By Gbenga Gbelee
The Chairman, Nigerian Oral Literature Association and Erudite Professor of Literary studies;
Professor Gabriel Darah has advocated a review of the Nigerian University curriculum to lay more
emphasis on making graduates focused thinkers and builders of the human society.
Prof. G. G Darah who spoke on the theme; ‘The humanities and the redemption of Africa’ also
frowned at what he called leap services being accorded the Nigerian education sector by government
at all levels especially when viewed against the backdrop of the lukewarm reaction of political
propietors when Ivory towers embark on industrial actions.
Prof. Darah was the guest speaker at a public lecture in Honour of Professor J. P. Clark being part of
activities marking the 55 th anniversary of the Department of English, University of Lagos which held
in the Afe Babalola hall of the institution at Akoka, Lagos.
Prof. G. G. Darah who was Chief of Staff to former governor of Delta State; Chief James Ibori was
particularly displeased with the emphasis placed on Sciences and Technology even at the expense of
Humanities’ based studies in higher institutions of learning.
While referring to various historical facts and anthropological studies, the Professor of Oral literature
buttressed the place of Philosophy as the path to understand the world especially from the non
religious perspective as against overreliance on theology.
He cited the works of philosophers such as Aristotle, Socrates, Pirates, and Plato among several others
as facts which gave credence to the emanation of University Education from Africa with emphasis on
Mathematics, Sciences and Philosophy.
The guest lecturer who expressed reservation over the shallow depth of history in Archaeological and
Anthropological studies in many Nigerian universities particularly identified the Egyptian mastery in
Grammar, Logic, Arithmetic, Philosophy and Oration as feats which drove the world to its present
state of knowledge, a milestone which he said must be well celebrated and taught far and wide in all
higher institutions of learning.
While arguing in favour of the imperativeness of a knowledge driven society, Prof. Darah advocated
an increase in the number of Universities in Nigeria from the present 170 just as he referred to the
United States of America, China and India where there are five thousand Universities each as well as
Mexico and Bangladesh which have one thousand Universities each.
Other speakers at the event which included scholars from the Department of English of the University
of Lagos and beyond also called on the Nigerian government and others across the African continent
to increase their budgetary provisions for education and vocational training.

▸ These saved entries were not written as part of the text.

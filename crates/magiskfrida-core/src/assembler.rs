//! Per-platform staging tree assembly.
//!
//! A staging tree is owned by the run that builds it: [`ModuleAssembler::assemble`]
//! deletes the platform's staging directory and its previous output archive
//! before copying the template back in. Nothing under `<builds>/<platform>`
//! survives from an earlier run.

use std::path::{Path, PathBuf};

use thiserror::Error;

use magiskfrida_schema::{ModuleProp, Platform, Release};

use crate::config::BuildConfig;
use crate::io::download::{ArtifactCache, FetchError};
use crate::io::extract::{self, ExtractError};

/// Why a staging tree could not be assembled.
#[derive(Error, Debug)]
pub enum AssemblyError {
    /// A previous staging directory or archive could not be removed.
    #[error("Failed to remove {path}: {source}")]
    Clean {
        /// Path that could not be removed.
        path: PathBuf,
        /// Underlying error.
        #[source]
        source: std::io::Error,
    },

    /// The template directory does not exist.
    #[error("Template directory {0} does not exist")]
    TemplateMissing(PathBuf),

    /// The template could not be copied into the staging directory.
    #[error("Failed to copy template into {path}: {source}")]
    Template {
        /// Staging directory being populated.
        path: PathBuf,
        /// Copy error.
        #[source]
        source: fs_extra::error::Error,
    },

    /// `module.prop` could not be written.
    #[error("Failed to write {path}: {source}")]
    Metadata {
        /// Destination of the metadata file.
        path: PathBuf,
        /// Underlying error.
        #[source]
        source: std::io::Error,
    },

    /// The compressed server binary could not be fetched.
    #[error(transparent)]
    Fetch(#[from] FetchError),

    /// The compressed server binary could not be extracted.
    #[error(transparent)]
    Extract(#[from] ExtractError),

    /// The extracted binary could not be marked executable.
    #[error("Failed to set permissions on {path}: {source}")]
    Permissions {
        /// The extracted binary.
        path: PathBuf,
        /// Underlying error.
        #[source]
        source: std::io::Error,
    },

    /// A blocking filesystem task panicked or was cancelled.
    #[error("Background task failed: {0}")]
    Task(#[from] tokio::task::JoinError),
}

/// A populated staging directory, ready to be collected and packaged.
#[derive(Debug, Clone, PartialEq, Eq)]
pub struct StagingTree {
    /// Platform the tree was built for.
    pub platform: Platform,
    /// Staging root (`<builds>/<platform>`).
    pub root: PathBuf,
    /// The decompressed, executable server binary.
    pub binary: PathBuf,
}

/// Builds one staging tree per platform from the template and upstream artifacts.
#[derive(Debug, Clone)]
pub struct ModuleAssembler {
    config: BuildConfig,
    cache: ArtifactCache,
}

impl ModuleAssembler {
    /// Create an assembler for `config`, downloading through `cache`.
    pub fn new(config: &BuildConfig, cache: ArtifactCache) -> Self {
        Self {
            config: config.clone(),
            cache,
        }
    }

    /// Rebuild the staging tree for `platform` at `release`.
    ///
    /// The staging directory and the archive this release would be written
    /// to are removed first. On failure the partial tree is left in place for
    /// inspection.
    ///
    /// # Errors
    ///
    /// Returns [`AssemblyError`] naming the step that failed.
    pub async fn assemble(
        &self,
        platform: Platform,
        release: &Release,
    ) -> Result<StagingTree, AssemblyError> {
        let root = self.config.staging_dir(platform);
        let archive = self.config.archive_path(release, platform);
        let template = self.config.paths.template.clone();

        tracing::info!("Assembling {platform} staging tree for {release}");

        let staging = root.clone();
        tokio::task::spawn_blocking(move || {
            remove_dir_if_present(&staging)?;
            remove_file_if_present(&archive)?;
            copy_template(&template, &staging)
        })
        .await??;

        let prop_path = root.join(ModuleProp::FILE_NAME);
        let prop = ModuleProp::new(&self.config.module, release).render();
        tokio::fs::write(&prop_path, prop)
            .await
            .map_err(|source| AssemblyError::Metadata {
                path: prop_path.clone(),
                source,
            })?;

        let url = self.config.artifact_url(release, platform);
        let artifact = self.config.artifact_path(release, platform);
        self.cache.fetch(&url, &artifact).await?;

        let binary = self.config.binary_path(&root);
        let dest = binary.clone();
        tokio::task::spawn_blocking(move || extract::extract_xz(&artifact, &dest)).await??;

        extract::make_executable(&binary).map_err(|source| AssemblyError::Permissions {
            path: binary.clone(),
            source,
        })?;

        Ok(StagingTree {
            platform,
            root,
            binary,
        })
    }
}

fn remove_dir_if_present(path: &Path) -> Result<(), AssemblyError> {
    if path.exists() {
        tracing::debug!("Removing stale staging directory {}", path.display());
        std::fs::remove_dir_all(path).map_err(|source| AssemblyError::Clean {
            path: path.to_path_buf(),
            source,
        })?;
    }
    Ok(())
}

fn remove_file_if_present(path: &Path) -> Result<(), AssemblyError> {
    if path.exists() {
        tracing::debug!("Removing previous archive {}", path.display());
        std::fs::remove_file(path).map_err(|source| AssemblyError::Clean {
            path: path.to_path_buf(),
            source,
        })?;
    }
    Ok(())
}

fn copy_template(template: &Path, staging: &Path) -> Result<(), AssemblyError> {
    if !template.is_dir() {
        return Err(AssemblyError::TemplateMissing(template.to_path_buf()));
    }

    std::fs::create_dir_all(staging).map_err(|source| AssemblyError::Clean {
        path: staging.to_path_buf(),
        source,
    })?;

    copy_dir_all(template, staging).map_err(|source| AssemblyError::Template {
        path: staging.to_path_buf(),
        source,
    })
}

/// Recursively copy the contents of `src` into the existing directory `dst`.
///
/// # Errors
///
/// Returns an error if any file or directory cannot be copied.
pub fn copy_dir_all(src: impl AsRef<Path>, dst: impl AsRef<Path>) -> fs_extra::error::Result<()> {
    fs_extra::dir::copy(
        src,
        dst,
        &fs_extra::dir::CopyOptions::new()
            .content_only(true)
            .overwrite(true),
    )?;
    Ok(())
}

#[cfg(test)]
mod tests {
    use super::*;
    use mockito::{Server, ServerGuard};
    use reqwest::Client;
    use std::fs;
    use std::io::Write;
    use tempfile::{TempDir, tempdir};

    fn xz(data: &[u8]) -> Vec<u8> {
        let mut encoder = xz2::write::XzEncoder::new(Vec::new(), 6);
        encoder.write_all(data).unwrap();
        encoder.finish().unwrap()
    }

    fn workspace(server: &ServerGuard) -> (TempDir, BuildConfig) {
        let dir = tempdir().unwrap();
        let template = dir.path().join("base");
        fs::create_dir_all(template.join("common")).unwrap();
        fs::create_dir_all(template.join("system/xbin")).unwrap();
        fs::write(template.join("install.sh"), "#!/sbin/sh\n").unwrap();
        fs::write(template.join("common/service.sh"), "#!/system/bin/sh\n").unwrap();
        fs::write(template.join("system/xbin/.gitkeep"), "").unwrap();

        let mut config = BuildConfig::new(dir.path());
        config.upstream.download_url = format!(
            "{}/download/{{release}}/frida-server-{{release}}-android-{{platform}}.xz",
            server.url()
        );
        (dir, config)
    }

    #[tokio::test]
    async fn test_assemble_populates_staging_tree() {
        let mut server = Server::new_async().await;
        let mock = server
            .mock("GET", "/download/16.1.2/frida-server-16.1.2-android-arm64.xz")
            .with_status(200)
            .with_body(xz(b"frida-server payload"))
            .expect(1)
            .create_async()
            .await;
        let (_dir, config) = workspace(&server);
        let release = Release::new("16.1.2").unwrap();

        let assembler = ModuleAssembler::new(&config, ArtifactCache::new(Client::new()));
        let tree = assembler.assemble(Platform::Arm64, &release).await.unwrap();

        assert_eq!(tree.root, config.staging_dir(Platform::Arm64));
        assert_eq!(fs::read(&tree.binary).unwrap(), b"frida-server payload");
        assert!(tree.root.join("install.sh").exists());
        assert!(tree.root.join("common/service.sh").exists());
        assert!(tree.root.join("system/xbin/.gitkeep").exists());

        let prop = fs::read_to_string(tree.root.join("module.prop")).unwrap();
        assert!(prop.contains("version=v16.1.2\n"));
        assert!(prop.contains("versionCode=1612\n"));

        #[cfg(unix)]
        {
            use std::os::unix::fs::PermissionsExt;
            let mode = fs::metadata(&tree.binary).unwrap().permissions().mode();
            assert_eq!(mode & 0o777, 0o755);
        }
        mock.assert_async().await;
    }

    #[tokio::test]
    async fn test_assemble_discards_previous_run() {
        let mut server = Server::new_async().await;
        let _m = server
            .mock("GET", "/download/16.1.2/frida-server-16.1.2-android-arm.xz")
            .with_status(200)
            .with_body(xz(b"payload"))
            .create_async()
            .await;
        let (_dir, config) = workspace(&server);
        let release = Release::new("16.1.2").unwrap();

        let staging = config.staging_dir(Platform::Arm);
        fs::create_dir_all(staging.join("system/xbin")).unwrap();
        fs::write(staging.join("stale.txt"), "left over").unwrap();
        fs::write(staging.join("system/xbin/frida-server"), "old binary").unwrap();
        let archive = config.archive_path(&release, Platform::Arm);
        fs::write(&archive, "old archive").unwrap();

        let assembler = ModuleAssembler::new(&config, ArtifactCache::new(Client::new()));
        let tree = assembler.assemble(Platform::Arm, &release).await.unwrap();

        assert!(!staging.join("stale.txt").exists());
        assert!(!archive.exists());
        assert_eq!(fs::read(&tree.binary).unwrap(), b"payload");
    }

    #[tokio::test]
    async fn test_missing_template_is_reported() {
        let server = Server::new_async().await;
        let (dir, config) = workspace(&server);
        fs::remove_dir_all(dir.path().join("base")).unwrap();

        let assembler = ModuleAssembler::new(&config, ArtifactCache::new(Client::new()));
        let err = assembler
            .assemble(Platform::X86, &Release::new("16.1.2").unwrap())
            .await
            .unwrap_err();

        assert!(matches!(err, AssemblyError::TemplateMissing(_)));
    }

    #[tokio::test]
    async fn test_failed_fetch_is_reported() {
        let mut server = Server::new_async().await;
        let _m = server
            .mock("GET", "/download/16.1.2/frida-server-16.1.2-android-x86.xz")
            .with_status(404)
            .create_async()
            .await;
        let (_dir, config) = workspace(&server);

        let assembler = ModuleAssembler::new(&config, ArtifactCache::new(Client::new()));
        let err = assembler
            .assemble(Platform::X86, &Release::new("16.1.2").unwrap())
            .await
            .unwrap_err();

        assert!(matches!(err, AssemblyError::Fetch(FetchError::Status { .. })));
        // The partial tree stays on disk.
        assert!(config.staging_dir(Platform::X86).join("module.prop").exists());
    }
}
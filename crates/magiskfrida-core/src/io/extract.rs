//! Single-file xz decompression.
//!
//! Upstream ships each server binary as one xz stream, not an archive, so
//! extraction is "decode the whole stream to one path".

use std::fs::{self, File};
use std::io::{self, BufReader, BufWriter, Write};
use std::path::Path;

use thiserror::Error;
use xz2::read::XzDecoder;

use crate::paths::partial_path;

/// Why an artifact could not be extracted.
#[derive(Error, Debug)]
pub enum ExtractError {
    /// The source is not a valid (or complete) xz stream.
    #[error("Failed to decompress {path}: {source}")]
    Decompress {
        /// Compressed source file.
        path: String,
        /// Decoder error.
        #[source]
        source: io::Error,
    },

    /// The source could not be opened or the destination written.
    #[error("IO error: {0}")]
    Io(#[from] io::Error),
}

/// What [`extract_xz`] did.
#[derive(Debug, Clone, Copy, PartialEq, Eq)]
pub enum ExtractOutcome {
    /// The destination already existed and was left alone.
    Skipped,
    /// The stream was decoded.
    Extracted {
        /// Decompressed size.
        bytes: u64,
    },
}

/// Decompress the xz stream at `archive_path` into `dest_path`.
///
/// Does nothing if `dest_path` exists, even when the source has changed since;
/// callers wanting a fresh result remove the destination first. Output goes to
/// `<dest>.part` and is renamed on success, so a truncated source never leaves
/// a destination behind.
///
/// # Errors
///
/// Returns [`ExtractError::Decompress`] for malformed or truncated input and
/// [`ExtractError::Io`] if the source cannot be read or the destination
/// cannot be created.
pub fn extract_xz(archive_path: &Path, dest_path: &Path) -> Result<ExtractOutcome, ExtractError> {
    tracing::info!(
        "Extracting '{}' to '{}'",
        archive_path
            .file_name()
            .unwrap_or_default()
            .to_string_lossy(),
        dest_path.file_name().unwrap_or_default().to_string_lossy()
    );

    if dest_path.exists() {
        tracing::debug!("{} already exists, skipping", dest_path.display());
        return Ok(ExtractOutcome::Skipped);
    }

    if let Some(parent) = dest_path.parent() {
        fs::create_dir_all(parent)?;
    }

    let source = File::open(archive_path)?;
    let part = partial_path(dest_path);

    match decode_into(source, &part) {
        Ok(bytes) => {
            fs::rename(&part, dest_path)?;
            Ok(ExtractOutcome::Extracted { bytes })
        }
        Err(e) => {
            let _ = fs::remove_file(&part);
            Err(match e {
                DecodeFailure::Read(source) => ExtractError::Decompress {
                    path: archive_path.display().to_string(),
                    source,
                },
                DecodeFailure::Write(e) => ExtractError::Io(e),
            })
        }
    }
}

enum DecodeFailure {
    Read(io::Error),
    Write(io::Error),
}

fn decode_into(source: File, part: &Path) -> Result<u64, DecodeFailure> {
    let mut decoder = XzDecoder::new(BufReader::new(source));
    let out = File::create(part).map_err(DecodeFailure::Write)?;
    let mut writer = BufWriter::new(out);

    let mut buf = [0u8; 64 * 1024];
    let mut total: u64 = 0;
    loop {
        let n = io::Read::read(&mut decoder, &mut buf).map_err(DecodeFailure::Read)?;
        if n == 0 {
            break;
        }
        writer.write_all(&buf[..n]).map_err(DecodeFailure::Write)?;
        total += n as u64;
    }

    let file = writer
        .into_inner()
        .map_err(|e| DecodeFailure::Write(e.into_error()))?;
    file.sync_all().map_err(DecodeFailure::Write)?;
    Ok(total)
}

/// Set mode `0755` on `path` so it runs on the device.
///
/// # Errors
///
/// Returns an error if the permissions cannot be read or changed.
#[cfg(unix)]
pub fn make_executable(path: &Path) -> io::Result<()> {
    use std::os::unix::fs::PermissionsExt;
    let mut perms = fs::metadata(path)?.permissions();
    perms.set_mode(0o755);
    fs::set_permissions(path, perms)
}

/// No execute bit outside Unix; the archive entry keeps the default mode.
///
/// # Errors
///
/// Never fails on this target.
#[cfg(not(unix))]
pub fn make_executable(_path: &Path) -> io::Result<()> {
    Ok(())
}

Earlier in a remark to welcome guests and dignitaries which included representative of the former
governor of Delta State, Dr Emmanuel Oduaghan, the Vice Chancellor, University of Lagos; Prof
Rahamon Bello who was represented by the Deputy Vice Chancellor, Academic Planning and
Research; Professor Toyin Ogundipe described the lecture as another testimony of UNILAG’s
commitment towards celebrating excellence in academic milestones as exemplified by J. P Clark who
became a Professor of English Language in 1974 making him Africa’s first and adding value to
knowledge as a University of First choice and the Nation’s pride.